**Assignment:** Scan the material below for the string "offset". Report every line that has it.

**Data to examine:**
use std::{
    fmt::Display,
    ops::{Index, IndexMut},
};

use crate::grid::Point;

/// A value for every cell of a rectangular grid, stored row-major in a single vec.
#[derive(Debug, Clone, PartialEq, Eq)]
pub struct CellStorage<T> {
    rows: usize,
    columns: usize,
    cells: Vec<T>,
}

impl<T: Copy> CellStorage<T> {
    pub fn new(rows: usize, columns: usize, value: T) -> Self {
        Self {
            rows,
            columns,
            cells: vec![value; rows * columns],
        }
    }
}

impl<T> CellStorage<T> {
    /// Builds a storage from row-major values. Returns `None` if the number of values does not
    /// match the dimensions.
    pub fn from_vec(rows: usize, columns: usize, cells: Vec<T>) -> Option<Self> {
        (Some(cells.len()) == rows.checked_mul(columns)).then_some(Self {
            rows,
            columns,
            cells,
        })
    }

    pub fn rows(&self) -> usize {
        self.rows
    }

    pub fn columns(&self) -> usize {
        self.columns
    }

    pub fn is_valid(&self, node: Point) -> bool {
        node.row < self.rows && node.col < self.columns
    }

    pub fn get(&self, node: Point) -> Option<&T> {
        if self.is_valid(node) {
            self.cells.get(self.offset(node))
        } else {
            None
        }
    }

    pub fn get_mut(&mut self, node: Point) -> Option<&mut T> {
        if self.is_valid(node) {
            let offset = self.offset(node);
            self.cells.get_mut(offset)
        } else {
            None
        }
    }

    /// Iterates over the rows of the storage.
    pub fn rows_iter(&self) -> impl Iterator<Item = &[T]> {
        self.cells.chunks(self.columns.max(1))
    }

    /// Iterates over every cell together with its coordinate, row by row.
    pub fn iter(&self) -> impl Iterator<Item = (Point, &T)> {
        let columns = self.columns;
        self.cells.iter().enumerate().map(move |(i, value)| {
            (
                Point {
                    row: i / columns,
                    col: i % columns,
                },
                value,
            )
        })
    }

    fn offset(&self, node: Point) -> usize {
        node.row * self.columns + node.col
    }
}

impl<T> Index<Point> for CellStorage<T> {
    type Output = T;

    fn index(&self, node: Point) -> &Self::Output {
        match self.get(node) {
            Some(value) => value,
            None => panic!("{node} is outside of a {}x{} grid", self.rows, self.columns),
        }
    }
}

impl<T> IndexMut<Point> for CellStorage<T> {
    fn index_mut(&mut self, node: Point) -> &mut Self::Output {
        let (rows, columns) = (self.rows, self.columns);
        match self.get_mut(node) {
            Some(value) => value,
            None => panic!("{node} is outside of a {rows}x{columns} grid"),
        }
    }
}

impl<T: Display> Display for CellStorage<T> {
    fn fmt(&self, f: &mut std::fmt::Formatter<'_>) -> std::fmt::Result {
        for row in self.rows_iter() {
            for cell in row {
                write!(f, "{}", cell)?;
            }
            writeln!(f)?;
        }

        Ok(())
    }
}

**Solution to the problem:**
            self.cells.get(self.offset(node))
            let offset = self.offset(node);
            self.cells.get_mut(offset)
    fn offset(&self, node: Point) -> usize {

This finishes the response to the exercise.